Those who find the United States Constitution too confining, or too burdensome are turning, as a first step, their attacks on the Founding Fathers who wrote that Constitution. One critic writes: "The Founding Fathers of this nation were all privileged white men who intended this country to be created by white people--or more specifically, by white men--for white people, with white men in control." (Susan K. Smith.) Such people point to the fact that most of the Founding Fathers were slave owners.
To properly understand slavery one must understand the background; and as is often the case (for example as in global warming) we need to go back many, many years to obtain the correct perspective The first recorded slavery was 4 to 5,000 years ago. But it existed way before that. Some have even suggested 10,000 years ago, but records have not survived. The book of Exodus in the Old Testament documents the slavery of the Jewish people in Egypt about 3,500 years ago.

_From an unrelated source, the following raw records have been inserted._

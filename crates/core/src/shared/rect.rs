use super::geometry::Point2;

/// Axis-aligned box in pixel coordinates: top-left corner plus size.
#[derive(Clone, Copy, Debug, Default, PartialEq)]
pub struct Rect {
    pub x: f64,
    pub y: f64,
    pub width: f64,
    pub height: f64,
}

impl Rect {
    pub const fn new(x: f64, y: f64, width: f64, height: f64) -> Self {
        Self {
            x,
            y,
            width,
            height,
        }
    }

    pub fn right(&self) -> f64 {
        self.x + self.width
    }

    pub fn bottom(&self) -> f64 {
        self.y + self.height
    }

    pub fn is_empty(&self) -> bool {
        self.width <= 0.0 || self.height <= 0.0
    }

    pub fn area(&self) -> f64 {
        if self.is_empty() {
            0.0
        } else {
            self.width * self.height
        }
    }

    pub fn center(&self) -> Point2 {
        Point2::new(self.x + self.width / 2.0, self.y + self.height / 2.0)
    }

    /// Overlapping part of both boxes; the default (empty) rect when disjoint.
    pub fn intersection(&self, other: &Rect) -> Rect {
        let x1 = self.x.max(other.x);
        let y1 = self.y.max(other.y);
        let x2 = self.right().min(other.right());
        let y2 = self.bottom().min(other.bottom());
        if x2 <= x1 || y2 <= y1 {
            return Rect::default();
        }
        Rect::new(x1, y1, x2 - x1, y2 - y1)
    }

    /// Standard intersection over union.
    pub fn iou(&self, other: &Rect) -> f64 {
        let inter = self.intersection(other).area();
        if inter == 0.0 {
            return 0.0;
        }
        inter / (self.area() + other.area() - inter)
    }

    /// Overlap score used to suppress proposals that an active slot already
    /// tracks: `inter / (area_a + area_b - 2 * inter)`.
    ///
    /// The denominator is the area covered by exactly one of the boxes, not
    /// the usual union, so the score is unbounded: identical boxes yield
    /// `f64::INFINITY`. The 0.5 suppression threshold is calibrated against
    /// this score, so it must not be swapped for [`Rect::iou`].
    pub fn tracker_overlap(&self, other: &Rect) -> f64 {
        let inter = self.intersection(other).area();
        if inter == 0.0 {
            return 0.0;
        }
        let exclusive = self.area() + other.area() - 2.0 * inter;
        if exclusive <= 0.0 {
            return f64::INFINITY;
        }
        inter / exclusive
    }
}
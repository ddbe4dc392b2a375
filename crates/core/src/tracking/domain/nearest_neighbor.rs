use std::collections::HashSet;

use super::locatable::Locatable;

/// Greedy nearest-neighbour assignment.
///
/// All `(tracked, observed)` pairs closer than `max_distance` are sorted by
/// ascending distance (ties broken by index) and taken greedily, so each
/// side is used at most once. Returns `(tracked_index, observed_index)`.
pub fn match_nearest<T: Locatable, O: Locatable>(
    tracked: &[T],
    observed: &[O],
    max_distance: f64,
) -> Vec<(usize, usize)> {
    let mut pairs: Vec<(usize, usize, f64)> = Vec::new();
    for (ti, t) in tracked.iter().enumerate() {
        for (oi, o) in observed.iter().enumerate() {
            let d = t.tracking_distance(o);
            if d < max_distance {
                pairs.push((ti, oi, d));
            }
        }
    }
    pairs.sort_by(|a, b| {
        a.2.partial_cmp(&b.2)
            .unwrap_or(std::cmp::Ordering::Equal)
            .then(a.0.cmp(&b.0))
            .then(a.1.cmp(&b.1))
    });

    let mut used_tracked = HashSet::new();
    let mut used_observed = HashSet::new();
    let mut matches = Vec::new();
    for (ti, oi, _) in pairs {
        if !used_tracked.contains(&ti) && !used_observed.contains(&oi) {
            used_tracked.insert(ti);
            used_observed.insert(oi);
            matches.push((ti, oi));
        }
    }
    matches
}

Down through history conquering armies have often taken their opponents as slaves. Superior forces subdued the inferior. Prominent captives could be ransomed. Others would be sold as slaves. All races and religions have been involved. It was considered the "norm" in most societies of the world.
In the time of the Roman Empire slaves constituted 30-40% of the average population. The slaves were obtained in one of four ways: conquered by armies; pirate raids on other vessels or coastal towns; births to other slaves; or by individuals who were unable to pay their debts any other way.
Some ancient Greek cities had about 30% slaves. In the Ottoman Empire the city of Constantinople (now Istanbul) had 20% slaves. These European slaves all had fair skins. In the Middle Ages the Vikings raided the coastal towns of the British Isles, and sold their captives as slaves in Islamic markets. Muslims themselves slayed many white Christian men and sold their wives as sex slaves to North African harems. Christians themselves were not angels--they also took Muslims as slaves.
In Africa the same procedures were followed. African tribes captured their enemies (not their neighbors), and sold them as slaves to Europeans and Asians. In early colonial times slave traders bought the slaves from local Africans by barter. There was a triangular trade. Goods were shipped to Africa from England, Holland, or Portugal. Those goods were payment for the slaves, who were then loaded in crowded conditions on these ships and sent to the West Indies or America. The slaves were then sold in local slave markets. (Savanah, Georgia has a surviving historical market.) Then the vessels returned to their home base filled with sugar, rum, cotton, or other commodities, and the triangular trade was repeated.
In the 1600s slavery was permitted in the American colonies. There is a notable case in 1654 when Virginia sanctioned "the right of Negroes to own their own slaves." In America and elsewhere slaves were considered property. You owned a slave just as you would own a table or a hammer. The "property" could be passed down to the next generation. This continued unchallenged until the late 18th Century.
In 1772 England became the first country in the world to outlaw the slave trade within its borders, and in 1807 they made international slave trade illegal, as did America one year later. In the 1850s the newly formed Republican party opposed slavery, and in 1863 Lincoln made the Emancipation Proclamation.
But we turn back to the Founding Fathers. George Washington had slaves, as did all landowners of his time. He inherited them from his father. He also gained many more from his marriage to Martha Curtis. But when he died in 1799 he emancipated all the slaves he owned. Another Founding Father--Thomas Jefferson--had slaves at Monticello, but he came to say: "The abolition of domestic slavery is the great object of desire in those colonies." He thoughtfully reasoned--if slaves were immediately freed where would they go? What would they do? He proposed that the Federal government should buy them and then train them to do meaningful work. He helped two of his household slaves to "escape," and freed two others.
So instead of criticizing the Founding Fathers for their slave ownership, we should applaud them for the transition they instigated after many thousands of years of the practice of this oppressive activity. They carefully crafted the United States Constitution that has guided this democracy for over two hundred years.